Work request =>
Report how many lines below contain the word "bankfeed", and give only that number.

Data provided =>
-----

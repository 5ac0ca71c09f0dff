// SPDX-License-Identifier: MIT
// Copyright 2026 Roland Dreier <roland@rolandd.dev>

//! Local storage for the aggregator credential pair.
//!
//! One credential per running instance, kept under a fixed key. Writes
//! always replace the whole record.

use crate::error::AppError;
use crate::models::Credential;
use async_trait::async_trait;
use std::path::{Path, PathBuf};
use tokio::sync::RwLock;
use uuid::Uuid;

/// Key the credential is stored under.
pub const STORAGE_KEY: &str = "nordigen";

/// Durable get/set of the single live credential.
#[async_trait]
pub trait CredentialStore: Send + Sync {
    async fn load(&self) -> Result<Option<Credential>, AppError>;

    /// Replace the stored credential.
    async fn store(&self, credential: &Credential) -> Result<(), AppError>;
}

/// Credential persisted as a JSON file named after [`STORAGE_KEY`].
#[derive(Debug, Clone)]
pub struct FileCredentialStore {
    path: PathBuf,
}

impl FileCredentialStore {
    /// Store the credential inside `dir` (created on first write).
    pub fn new(dir: impl AsRef<Path>) -> Self {
        Self {
            path: dir.as_ref().join(format!("{}.json", STORAGE_KEY)),
        }
    }

    pub fn path(&self) -> &Path {
        &self.path
    }
}

#[async_trait]
impl CredentialStore for FileCredentialStore {
    async fn load(&self) -> Result<Option<Credential>, AppError> {
        let raw = match tokio::fs::read(&self.path).await {
            Ok(raw) => raw,
            Err(e) if e.kind() == std::io::ErrorKind::NotFound => return Ok(None),
            Err(e) => return Err(io_error("read", &self.path, e)),
        };

        match serde_json::from_slice(&raw) {
            Ok(credential) => Ok(Some(credential)),
            Err(e) => {
                // Unreadable record: treat as absent so the next call re-authenticates
                tracing::warn!(
                    path = %self.path.display(),
                    error = %e,
                    "Discarding unreadable credential file"
                );
                Ok(None)
            }
        }
    }

    async fn store(&self, credential: &Credential) -> Result<(), AppError> {
        if let Some(dir) = self.path.parent() {
            tokio::fs::create_dir_all(dir)
                .await
                .map_err(|e| io_error("create", dir, e))?;
        }

        let body = serde_json::to_vec_pretty(credential)
            .map_err(|e| AppError::Internal(anyhow::anyhow!("Failed to encode credential: {}", e)))?;

        // Each writer renames its own temporary file into place; last rename wins
        let tmp = self
            .path
            .with_extension(format!("json.{}.tmp", Uuid::new_v4().simple()));
        tokio::fs::write(&tmp, &body)
            .await
            .map_err(|e| io_error("write", &tmp, e))?;
        if let Err(e) = tokio::fs::rename(&tmp, &self.path).await {
            let _ = tokio::fs::remove_file(&tmp).await;
            return Err(io_error("replace", &self.path, e));
        }

        Ok(())
    }
}

fn io_error(action: &str, path: &Path, err: std::io::Error) -> AppError {
    AppError::Internal(anyhow::anyhow!(
        "Failed to {} {}: {}",
        action,
        path.display(),
        err
    ))
}

/// Credential held in process memory.
#[derive(Debug, Default)]
pub struct MemoryCredentialStore {
    credential: RwLock<Option<Credential>>,
}

impl MemoryCredentialStore {
    pub fn new() -> Self {
        Self::default()
    }

    /// Start with `credential` already stored.
    pub fn with_credential(credential: Credential) -> Self {
        Self {
            credential: RwLock::new(Some(credential)),
        }
    }
}

#[async_trait]
impl CredentialStore for MemoryCredentialStore {
    async fn load(&self) -> Result<Option<Credential>, AppError> {
        Ok(self.credential.read().await.clone())
    }

    async fn store(&self, credential: &Credential) -> Result<(), AppError> {
        *self.credential.write().await = Some(credential.clone());
        Ok(())
    }
}
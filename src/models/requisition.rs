// SPDX-License-Identifier: MIT
// Copyright 2026 Roland Dreier <roland@kernel.org>

//! Institution and requisition (bank consent) models.

use serde::{Deserialize, Serialize};

/// Bank supported by the aggregator.
#[derive(Debug, Clone, PartialEq, Serialize, Deserialize)]
pub struct Institution {
    pub id: String,
    pub name: String,
    #[serde(default)]
    pub bic: Option<String>,
    #[serde(default)]
    pub countries: Vec<String>,
    #[serde(default)]
    pub logo: Option<String>,
    /// How many days of history the bank exposes (the aggregator sends a string)
    #[serde(default)]
    pub transaction_total_days: Option<String>,
}

/// Requisition as returned by the aggregator.
#[derive(Debug, Clone, PartialEq, Serialize, Deserialize)]
pub struct Requisition {
    pub id: String,
    #[serde(default)]
    pub status: String,
    #[serde(default)]
    pub agreement: Option<String>,
    /// Account ids granted by this consent (empty until the user finishes the bank flow)
    #[serde(default)]
    pub accounts: Vec<String>,
    #[serde(default)]
    pub reference: Option<String>,
    /// Bank authorization URL the user must visit
    #[serde(default)]
    pub link: Option<String>,
}

/// Requisition started by a user, persisted so account discovery can find it.
///
/// Stored at: `users/{user_id}/requisitions/{id}`
#[derive(Debug, Clone, PartialEq, Serialize, Deserialize)]
pub struct UserRequisition {
    pub id: String,
    pub link: String,
}
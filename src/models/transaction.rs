// SPDX-License-Identifier: MIT
// Copyright 2026 Roland Dreier <roland@kernel.org>

//! Canonical transaction model for storage and API.

use chrono::NaiveDate;
use serde::{Deserialize, Serialize};
use validator::Validate;

/// Monetary amount as the aggregator reports it (decimal string + ISO currency).
#[derive(Debug, Clone, Default, PartialEq, Eq, Serialize, Deserialize)]
pub struct Amount {
    pub amount: String,
    pub currency: String,
}

impl Amount {
    pub fn value(&self) -> Option<f64> {
        self.amount.trim().parse().ok()
    }

    /// Money leaving the account. Unparseable amounts count as credits.
    pub fn is_debit(&self) -> bool {
        self.value().is_some_and(|v| v < 0.0)
    }
}

#[derive(Debug, Clone, Copy, PartialEq, Eq, Hash, Serialize, Deserialize)]
pub enum TransactionKind {
    Payment,
    Transfer,
    Unknown,
}

/// Spending category assigned by the user.
#[derive(Debug, Clone, Copy, PartialEq, Eq, Hash, Serialize, Deserialize)]
pub enum Category {
    Entertainment,
    Family,
    General,
    Grocery,
    Health,
    Insurance,
    Investment,
    Mortgage,
    Gifts,
    Restaurants,
    Salary,
    Services,
    Shopping,
    Trading,
    Transfer,
    Transport,
    Travel,
    Utility,
}

/// Transaction persisted for an account.
///
/// Stored at: `users/{user_id}/accounts/{account_id}/transactions/{transaction_id}`
///
/// Everything except `category`, `excluded` and `description` is immutable
/// once stored; sync only ever inserts.
#[derive(Debug, Clone, PartialEq, Serialize, Deserialize)]
pub struct Transaction {
    /// Unique within the owning account
    pub transaction_id: String,
    /// Booking date ("yyyy-MM-dd"), used for range queries
    pub booking_date: NaiveDate,
    #[serde(default)]
    pub value_date: Option<NaiveDate>,
    pub amount: Amount,
    pub kind: TransactionKind,
    /// Creditor for payments, debtor for transfers
    #[serde(default)]
    pub counterparty_name: Option<String>,
    #[serde(default)]
    pub description: Option<String>,
    #[serde(default)]
    pub category: Option<Category>,
    #[serde(default)]
    pub excluded: bool,
}

/// User edit of a stored transaction. Absent fields are left untouched.
#[derive(Debug, Clone, Default, PartialEq, Serialize, Deserialize, Validate)]
pub struct TransactionPatch {
    #[serde(default)]
    pub category: Option<Category>,
    #[serde(default)]
    pub excluded: Option<bool>,
    #[serde(default)]
    #[validate(length(max = 500))]
    pub description: Option<String>,
}

impl TransactionPatch {
    pub fn is_empty(&self) -> bool {
        self.category.is_none() && self.excluded.is_none() && self.description.is_none()
    }

    /// Names of the stored fields this patch writes (for field-mask updates).
    pub fn field_names(&self) -> Vec<&'static str> {
        let mut fields = Vec::new();
        if self.category.is_some() {
            fields.push("category");
        }
        if self.excluded.is_some() {
            fields.push("excluded");
        }
        if self.description.is_some() {
            fields.push("description");
        }
        fields
    }

    pub fn apply_to(&self, transaction: &mut Transaction) {
        if let Some(category) = self.category {
            transaction.category = Some(category);
        }
        if let Some(excluded) = self.excluded {
            transaction.excluded = excluded;
        }
        if let Some(description) = &self.description {
            transaction.description = Some(description.clone());
        }
    }
}
//! Application configuration loaded from environment variables.
//!
//! Aggregator secrets are only used for full re-authentication exchanges;
//! everything else talks to the aggregator with a bearer token.

use std::env;
use std::path::PathBuf;
use std::time::Duration;

/// Default aggregator API root (GoCardless Bank Account Data, formerly Nordigen).
pub const DEFAULT_AGGREGATOR_URL: &str = "https://bankaccountdata.gocardless.com/api/v2";

/// How far back the first sync of a never-synced account reaches.
#[derive(Debug, Clone, Copy, PartialEq, Eq)]
pub enum FirstSyncWindow {
    /// From the first day of the current calendar month.
    CurrentMonth,
    /// The last `n` days.
    LastDays(u32),
}

/// Application configuration, loaded once at startup.
#[derive(Debug, Clone)]
pub struct Config {
    // --- Environment Variables (non-sensitive) ---
    /// Aggregator API root, without trailing slash
    pub aggregator_url: String,
    /// Directory holding the local credential file
    pub credential_dir: PathBuf,
    /// GCP project for Firestore; in-memory store when unset
    pub gcp_project_id: Option<String>,
    /// Frontend URL (CORS origin and requisition redirect target)
    pub frontend_url: String,
    /// Server port
    pub port: u16,
    /// Sync pass attempt ceiling
    pub sync_max_attempts: u32,
    /// Fixed delay between sync pass attempts
    pub sync_retry_delay: Duration,
    /// Window used when an account has never been synced
    pub first_sync_window: FirstSyncWindow,

    // --- Secrets ---
    /// Aggregator application secret id
    pub secret_id: String,
    /// Aggregator application secret key
    pub secret_key: String,
    /// JWT signing key for session tokens (raw bytes)
    pub jwt_signing_key: Vec<u8>,
}

impl Default for Config {
    /// Default config for testing only.
    fn default() -> Self {
        Self {
            aggregator_url: "http://127.0.0.1:9".to_string(),
            credential_dir: PathBuf::from(".bankfeed-test"),
            gcp_project_id: None,
            frontend_url: "http://localhost:5173".to_string(),
            port: 8080,
            sync_max_attempts: 3,
            sync_retry_delay: Duration::from_millis(10),
            first_sync_window: FirstSyncWindow::CurrentMonth,
            secret_id: "test_secret_id".to_string(),
            secret_key: "test_secret_key".to_string(),
            jwt_signing_key: b"test_jwt_key_32_bytes_minimum!!".to_vec(),
        }
    }
}

impl Config {
    /// Load configuration from environment variables.
    pub fn from_env() -> Result<Self, ConfigError> {
        dotenvy::dotenv().ok(); // Load .env file if present

        let first_sync_window = match env::var("SYNC_FIRST_WINDOW_DAYS") {
            Ok(raw) => FirstSyncWindow::LastDays(
                raw.trim()
                    .parse()
                    .map_err(|_| ConfigError::Invalid("SYNC_FIRST_WINDOW_DAYS"))?,
            ),
            Err(_) => FirstSyncWindow::CurrentMonth,
        };

        let sync_max_attempts: u32 = env::var("SYNC_MAX_ATTEMPTS")
            .unwrap_or_else(|_| "3".to_string())
            .parse()
            .map_err(|_| ConfigError::Invalid("SYNC_MAX_ATTEMPTS"))?;
        if sync_max_attempts == 0 {
            return Err(ConfigError::Invalid("SYNC_MAX_ATTEMPTS"));
        }

        let retry_delay_ms: u64 = env::var("SYNC_RETRY_DELAY_MS")
            .unwrap_or_else(|_| "1000".to_string())
            .parse()
            .map_err(|_| ConfigError::Invalid("SYNC_RETRY_DELAY_MS"))?;

        Ok(Self {
            aggregator_url: env::var("NORDIGEN_BASE_URL")
                .map(|v| v.trim().trim_end_matches('/').to_string())
                .unwrap_or_else(|_| DEFAULT_AGGREGATOR_URL.to_string()),
            credential_dir: env::var("CREDENTIAL_DIR")
                .map(PathBuf::from)
                .unwrap_or_else(|_| PathBuf::from(".bankfeed")),
            gcp_project_id: env::var("GCP_PROJECT_ID").ok().filter(|p| !p.is_empty()),
            frontend_url: env::var("FRONTEND_URL")
                .unwrap_or_else(|_| "http://localhost:5173".to_string()),
            port: env::var("PORT")
                .unwrap_or_else(|_| "8080".to_string())
                .parse()
                .unwrap_or(8080),
            sync_max_attempts,
            sync_retry_delay: Duration::from_millis(retry_delay_ms),
            first_sync_window,

            secret_id: env::var("NORDIGEN_SECRET_ID")
                .map(|v| v.trim().to_string())
                .map_err(|_| ConfigError::Missing("NORDIGEN_SECRET_ID"))?,
            secret_key: env::var("NORDIGEN_SECRET_KEY")
                .map(|v| v.trim().to_string())
                .map_err(|_| ConfigError::Missing("NORDIGEN_SECRET_KEY"))?,
            jwt_signing_key: env::var("JWT_SIGNING_KEY")
                .map_err(|_| ConfigError::Missing("JWT_SIGNING_KEY"))?
                .into_bytes(),
        })
    }
}

/// Configuration errors
#[derive(Debug, thiserror::Error)]
pub enum ConfigError {
    #[error("Missing required environment variable: {0}")]
    Missing(&'static str),

    #[error("Invalid value for environment variable: {0}")]
    Invalid(&'static str),
}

-----

Solution to this problem =>
2